A method and system for coding audio signals in a multi-channel sound system, wherein a plurality of MDCT units are used to reduce the audio signals for providing a plurality of MDCT coefficients. The MDCT coefficients are quantized according to the masking threshold calculated from a psychoacoustic model and a plurality of INT (integer-to-integer) DCT modules are used to remove the cross-channel redundancy in the quantized MDCT coefficients. The output from the INT-DCT modules is Huffman coded and written to a bitstream for transmission or storage.

Description

    CROSS REFERENCES TO RELATED APPLICATIONS
  • The instant application is related to a previously filed patent application Ser. No. 09/612,207, assigned to the assignee of the instant application, and filed Jul. 7, 2000, which is incorporated herein by reference.[0001]
  • FIELD OF THE INVENTION
  • The present invention relates generally to audio coding and, in particular, to the coding technique used in a multiple-channel, surround sound system. [0002]
  • BACKGROUND OF THE INVENTION
  • As it is well known in the art, the International Organization for Standardization (IOS) founded the Moving Pictures Expert Group (MPEG) with the intention to develop and standardize compression algorithms for video and audio signals. Among several existing multicannel audio compression alogrithms, MPEG-2 Advanced Audio Coding (AAC) is currently the most powerful one in the MPEG family, which supports up to 48 audio channels and perceptually lossless audio at 64 kbits/s per channel. One of the driving forces to develop the AAC algorithm has been the quest for an efficient coding method for surround sound signals, such as 5-channel signals including left (L), right (R), center (C), left-surround (LS) and right-surround (RS) signals, as shown in FIG. 1. Additionally, an optional low-frequency enhancement (LFE) channel is also used. [0003]

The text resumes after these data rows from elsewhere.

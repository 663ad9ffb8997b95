//! Source format detection by file extension.

use std::path::Path;

use crate::error::{IngestError, Result};

/// Extensions accepted as delimited text.
pub const DELIMITED_EXTENSIONS: &[&str] = &["csv", "tsv", "txt"];

/// Extensions accepted as spreadsheet workbooks.
pub const WORKBOOK_EXTENSIONS: &[&str] = &["xlsx", "xlsm", "xlsb", "xls", "ods"];

/// Tabular format of a source file.
#[derive(Debug, Clone, Copy, PartialEq, Eq)]
pub enum SourceFormat {
    /// Single-table delimited text.
    Delimited { delimiter: u8 },
    /// Workbook where each non-empty worksheet is a table.
    Workbook,
}

impl SourceFormat {
    /// Detects the format from the file extension (case-insensitive).
    pub fn from_path(path: &Path) -> Result<Self> {
        let extension = path
            .extension()
            .and_then(|ext| ext.to_str())
            .map(str::to_ascii_lowercase)
            .unwrap_or_default();

        match extension.as_str() {
            "tsv" => Ok(Self::Delimited { delimiter: b'\t' }),
            ext if DELIMITED_EXTENSIONS.contains(&ext) => Ok(Self::Delimited { delimiter: b',' }),
            ext if WORKBOOK_EXTENSIONS.contains(&ext) => Ok(Self::Workbook),
            _ => Err(IngestError::UnsupportedFormat {
                path: path.to_path_buf(),
                extension,
            }),
        }
    }

    pub fn is_multi_table(&self) -> bool {
        matches!(self, Self::Workbook)
    }
}

/// True if the path has a supported extension.
pub fn is_supported(path: &Path) -> bool {
    SourceFormat::from_path(path).is_ok()
}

  • Generally, an N-channel surround sound system, running with a bit rate of Mbps/ch, does not necessarily have a total bit rate of M×N bps, but rather the overall bit rate drops significantly below M×N bps due to cross channel (inter-channel) redundancy. To exploit the inter-channel redundancy, two methods have been used in MPEG-2 AAC standards: Mid-Side (MS) Stereo Coding and Intensity Stereo Coding/Coupling. Coupling is adopted based on psychoacoustic evidence that at high frequencies (above approximately 2 kHz), the human auditory system localizes sound based primarily on the “envelopes” of critical-band-filtered versions of the signals reaching the ears, rather than the signals themselves. MS stereo coding encodes the sum and the difference of the signal in two symmetric channels instead of the original signals in left and the right channels. [0004]

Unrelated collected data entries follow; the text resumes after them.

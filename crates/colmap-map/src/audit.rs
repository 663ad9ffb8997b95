//! Consistency auditors for mappings invalidated by external change.
//!
//! Both detectors only report. Mutation happens through the explicit
//! `remove`/`apply` calls once the caller has confirmed.

use std::path::{Path, PathBuf};

use colmap_catalog::{SchemaCatalog, SettingsProvider};

use crate::document::MappingDocument;
use crate::sources::SourceColumns;

// =============================================================================
// INVALID MAPPINGS
// =============================================================================

/// Why a mapping is no longer valid.
#[derive(Debug, Clone, Copy, PartialEq, Eq)]
pub enum InvalidReason {
    /// The target type is not in the schema registry.
    UnknownType,
    /// The property is hidden by settings or no longer exists.
    PropertyNotVisible,
}

#[derive(Debug, Clone, PartialEq, Eq)]
pub struct InvalidMapping {
    pub data_type: String,
    pub property_name: String,
    pub column_header: String,
    pub reason: InvalidReason,
}

/// Finds mappings whose property fell out of the visible set.
#[derive(Debug, Clone, Copy, Default)]
pub struct InvalidMappingDetector;

impl InvalidMappingDetector {
    pub fn detect<S: SettingsProvider>(
        catalog: &SchemaCatalog<S>,
        document: &MappingDocument,
    ) -> Vec<InvalidMapping> {
        let mut findings = Vec::new();
        for (data_type, entries) in document.mappings() {
            let known = catalog.is_valid_data_type(data_type);
            let visible = catalog.get_properties_for_type(data_type);
            for entry in entries {
                let reason = if !known {
                    InvalidReason::UnknownType
                } else if visible
                    .iter()
                    .any(|p| p.property_name.eq_ignore_ascii_case(&entry.property_name))
                {
                    continue;
                } else {
                    InvalidReason::PropertyNotVisible
                };
                findings.push(InvalidMapping {
                    data_type: data_type.clone(),
                    property_name: entry.property_name.clone(),
                    column_header: entry.column_header.clone(),
                    reason,
                });
            }
        }
        if !findings.is_empty() {
            tracing::info!(count = findings.len(), "Found invalid mappings");
        }
        findings
    }

    /// Removes confirmed findings. Returns how many mappings were removed.
    pub fn remove(document: &mut MappingDocument, findings: &[InvalidMapping]) -> usize {
        findings
            .iter()
            .filter(|f| {
                document
                    .remove_mapping(&f.data_type, &f.property_name)
                    .is_some()
            })
            .count()
    }
}

// =============================================================================
// ORPHANED MAPPINGS
// =============================================================================

#[derive(Debug, Clone, PartialEq, Eq)]
pub struct OrphanedMapping {
    pub data_type: String,
    pub property_name: String,
    pub column_header: String,
}

/// What removing one referenced file would break.
#[derive(Debug, Clone, Default, PartialEq, Eq)]
pub struct OrphanReport {
    pub file_path: PathBuf,
    /// Mappings whose column exists only in the removed file.
    pub orphaned: Vec<OrphanedMapping>,
    /// `(data_type, display_name)` selections pointing into the removed file.
    pub stale_table_references: Vec<(String, String)>,
}

impl OrphanReport {
    pub fn is_empty(&self) -> bool {
        self.orphaned.is_empty() && self.stale_table_references.is_empty()
    }

    /// Removes the reported mappings and table selections.
    ///
    /// Returns the number of mappings removed.
    pub fn apply(&self, document: &mut MappingDocument) -> usize {
        let removed = self
            .orphaned
            .iter()
            .filter(|o| {
                document
                    .remove_mapping(&o.data_type, &o.property_name)
                    .is_some()
            })
            .count();
        for (data_type, _) in &self.stale_table_references {
            document.clear_table_reference(data_type);
        }
        removed
    }
}

/// Finds mappings that depend on a referenced file about to be removed.
///
/// Works purely from the recorded [`SourceColumns`] snapshot.
#[derive(Debug, Clone, Copy, Default)]
pub struct OrphanedMappingDetector;

impl OrphanedMappingDetector {
    pub fn detect(
        document: &MappingDocument,
        sources: &SourceColumns,
        file_path: &Path,
    ) -> OrphanReport {
        let in_file = sources.column_names_in_file(file_path);
        let elsewhere = sources.column_names_outside_file(file_path);

        let orphaned = document
            .mappings()
            .iter()
            .flat_map(|(data_type, entries)| entries.iter().map(move |e| (data_type, e)))
            .filter(|(_, e)| {
                let column = e.column_header.to_lowercase();
                in_file.contains(&column) && !elsewhere.contains(&column)
            })
            .map(|(data_type, e)| OrphanedMapping {
                data_type: data_type.clone(),
                property_name: e.property_name.clone(),
                column_header: e.column_header.clone(),
            })
            .collect();

        // Display keys carry only the file name, so a same-named file in
        // another directory keeps the selection alive.
        let file_tables = sources.tables_for_file(file_path);
        let stale_table_references = document
            .table_references()
            .iter()
            .filter(|(_, display)| {
                file_tables.iter().any(|t| t.matches_display_name(display))
                    && !sources
                        .tables()
                        .any(|t| t.file_path != file_path && t.matches_display_name(display))
            })
            .map(|(data_type, display)| (data_type.clone(), display.clone()))
            .collect();

        OrphanReport {
            file_path: file_path.to_path_buf(),
            orphaned,
            stale_table_references,
        }
    }

    /// Applies a confirmed report and unregisters the file.
    pub fn remove_file(
        document: &mut MappingDocument,
        sources: &mut SourceColumns,
        report: &OrphanReport,
    ) -> usize {
        let removed = report.apply(document);
        document.remove_referenced_file(&report.file_path);
        sources.remove_file(&report.file_path);
        tracing::info!(
            path = %report.file_path.display(),
            removed_mappings = removed,
            "Removed referenced file"
        );
        removed
    }
}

  • Both the MS Stereo and Intensity Stereo coding methods operate on Channel-Pairs Elements (CPEs), as shown in FIG. 1. As shown in FIG. 1, the signals in channel pairs are denoted by ([0005] 100 L, 100 R) and (100 LS, 100 RS). The rationale behind the application of stereo audio coding is based on the fact that the human auditory system, as well as a stereo recording system, uses two audio signal detectors. While a human being has two ears, a stereo recording system has two microphones. With these two audio signal detectors, the human auditory system or the stereo recording system receives and records an audio signal from the same source twice, once through each audio signal detector. The two sets of recorded data of the audio signal from the same source contain time and signal level differences caused mainly by the positions of the detectors in relation to the source.

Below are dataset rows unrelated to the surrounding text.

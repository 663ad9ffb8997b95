//! CLI argument definitions.

use std::path::PathBuf;

use clap::{Args, Parser, Subcommand, ValueEnum};
use clap_verbosity_flag::{Verbosity, WarnLevel};
use colmap_ingest::DEFAULT_PREVIEW_ROWS;
use colorchoice_clap::Color;

#[derive(Parser)]
#[command(
    name = "colmap",
    version,
    about = "Map columns of tabular source files onto typed record schemas",
    long_about = "Map columns of CSV files and spreadsheet workbooks onto the fields of \
                  typed record schemas.\n\n\
                  Mappings are kept in a JSON map file whose ImportMap section is read by \
                  import tools."
)]
pub struct Cli {
    #[command(subcommand)]
    pub command: Command,

    /// Schema registry file (TOML). Defaults to the built-in types.
    #[arg(long, value_name = "PATH", global = true)]
    pub registry: Option<PathBuf>,

    /// Settings file (TOML). Defaults to the per-user settings file.
    #[arg(long, value_name = "PATH", global = true)]
    pub settings: Option<PathBuf>,

    /// Adjust log verbosity (-v for info, -vv for debug, -q for errors only).
    #[command(flatten)]
    pub verbosity: Verbosity<WarnLevel>,

    /// Control ANSI color output (auto, always, never).
    #[command(flatten)]
    pub color: Color,

    /// Explicit log level (overrides -v/-q flags).
    #[arg(long = "log-level", value_enum, global = true)]
    pub log_level: Option<LogLevelArg>,

    /// Log output format (pretty for human, json for machine parsing).
    #[arg(
        long = "log-format",
        value_enum,
        default_value = "pretty",
        global = true
    )]
    pub log_format: LogFormatArg,

    /// Write logs to a file instead of stderr.
    #[arg(long = "log-file", value_name = "PATH", global = true)]
    pub log_file: Option<PathBuf>,
}

#[derive(Subcommand)]
pub enum Command {
    /// List the tables and columns of a source file, or of every
    /// supported file in a directory.
    Columns {
        #[arg(value_name = "PATH")]
        file: PathBuf,
    },

    /// Show the first rows of a table.
    Preview(PreviewArgs),

    /// List target types, or the fields of one type.
    Types(TypesArgs),

    /// Auto-map a source table onto a type.
    Automap(AutomapArgs),

    /// Bind a field to a column.
    Map(MapArgs),

    /// Remove the mapping of a field.
    Unmap(UnmapArgs),

    /// Check required fields and drop-outs of a map file.
    Validate(ValidateArgs),

    /// Report the mappings only a referenced source file supplies; remove
    /// the file and those mappings with --apply.
    RemoveFile(RemoveFileArgs),

    /// Report referenced file availability and per-type progress.
    Check(MapFileArg),
}

#[derive(Args)]
pub struct MapFileArg {
    /// Map file (JSON). Created on first save if it does not exist.
    #[arg(long = "map", short = 'm', value_name = "PATH")]
    pub map: PathBuf,
}

#[derive(Args)]
pub struct PreviewArgs {
    #[arg(value_name = "FILE")]
    pub file: PathBuf,

    /// Table (worksheet) name. Defaults to the first table.
    #[arg(long)]
    pub table: Option<String>,

    /// Number of rows to show.
    #[arg(long, default_value_t = DEFAULT_PREVIEW_ROWS)]
    pub rows: usize,
}

#[derive(Args)]
pub struct TypesArgs {
    /// Type to describe.
    #[arg(value_name = "TYPE")]
    pub data_type: Option<String>,

    /// Include fields hidden by settings.
    #[arg(long)]
    pub all: bool,
}

#[derive(Args)]
pub struct AutomapArgs {
    #[command(flatten)]
    pub map: MapFileArg,

    /// Target type.
    #[arg(long = "type", short = 't', value_name = "TYPE")]
    pub data_type: String,

    /// Source file holding the table.
    #[arg(value_name = "FILE")]
    pub file: PathBuf,

    /// Table (worksheet) name. Required when the file has several tables.
    #[arg(long)]
    pub table: Option<String>,
}

#[derive(Args)]
pub struct MapArgs {
    #[command(flatten)]
    pub map: MapFileArg,

    #[arg(value_name = "TYPE")]
    pub data_type: String,

    #[arg(value_name = "FIELD")]
    pub property: String,

    #[arg(value_name = "COLUMN")]
    pub column: String,
}

#[derive(Args)]
pub struct UnmapArgs {
    #[command(flatten)]
    pub map: MapFileArg,

    #[arg(value_name = "TYPE")]
    pub data_type: String,

    #[arg(value_name = "FIELD")]
    pub property: String,
}

#[derive(Args)]
pub struct ValidateArgs {
    #[command(flatten)]
    pub map: MapFileArg,

    /// Remove mappings whose type or field is no longer visible.
    #[arg(long)]
    pub fix: bool,
}

#[derive(Args)]
pub struct RemoveFileArgs {
    #[command(flatten)]
    pub map: MapFileArg,

    #[arg(value_name = "FILE")]
    pub file: PathBuf,

    /// Remove the file and its orphaned mappings instead of only reporting.
    #[arg(long)]
    pub apply: bool,
}

/// CLI log level choices.
#[derive(Clone, Copy, ValueEnum)]
pub enum LogLevelArg {
    Error,
    Warn,
    Info,
    Debug,
    Trace,
}

/// CLI log format choices.
#[derive(Clone, Copy, ValueEnum)]
pub enum LogFormatArg {
    Pretty,
    Compact,
    Json,
}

  • It is believed that the human auditory system itself is able to detect and discard the inter-channel redundancy, thereby avoiding extra processing. At low frequencies, the human auditory system locates sound sources mainly based on the inter-aural time difference (ITD) of the arrived signals. At high frequencies, the difference in signal strength or intensity level at both ears, or inter-aural level difference (ILD), is the major cue. In order to remove the redundancy in the received signals in a stereo sound system, the psychoacoustic model analyzes the received signals with consecutive time blocks and determines for each block the spectral components of the received audio signal in the frequency domain in order to remove certain spectral components, thereby mimicking the masking properties of the human auditory system. Like any perceptual audio coder, the MPEG audio coder does not attempt to retain the input signal exactly after encoding and decoding, rather its goal is to reduce the amount of audio data yet maintaining the output signals similar to what the human auditory system might perceive. Thus, the MS Stereo coding technique applies a matrix to the signals of the (L, R) or (LS, RS) pair in order to compute the sum and difference of the two original signals, dealing mainly with the spectral image at the mid-frequency range. Intensity Stereo coding replaces the left and the right signals by a single representative signal plus directional information. [0006]
  • While conventional audio coding techniques can reduce a significant amount of channel redundancy in channel pairs (L/R or LS/RS) based on the dual channel correlation, they may not be efficient in coding audio signals when a large number of channels are used in a surround sound system. [0007]
  • It is advantageous and desirable to provide a more efficient encoding system and method in order to further reduce the redundancy in the stereo sound signals. In particular, the method can be advantageously applied to a surround sound system having a large number of sound channels (6 or more, for example). Such system and method can also be used in audio streaming over Internet Protocol (IP) for personal computer (PC) users, mobile IP and third-generation (3G) systems for mobile laptop users, digital radio, digital television, and digital archives of movie sound tracks and the like. [0008]
  • SUMMARY OF THE INVENTION
  • The primary object of the present invention is to improve the efficiency in encoding audio signals in a sound system in order to reduce the amount of audio data for transmission or storage. [0009]
  • Accordingly, the first aspect of the present invention is a method of coding audio signals in a sound system having a plurality of sound channels for providing M sets of audio signals from input signals, wherein M is a positive integer greater than 2, and wherein a plurality of intra-channel signal redundancy removal devices are used to reduce the audio signals for providing first signals indicative of the reduced audio signals. The method comprises the steps of: [0010]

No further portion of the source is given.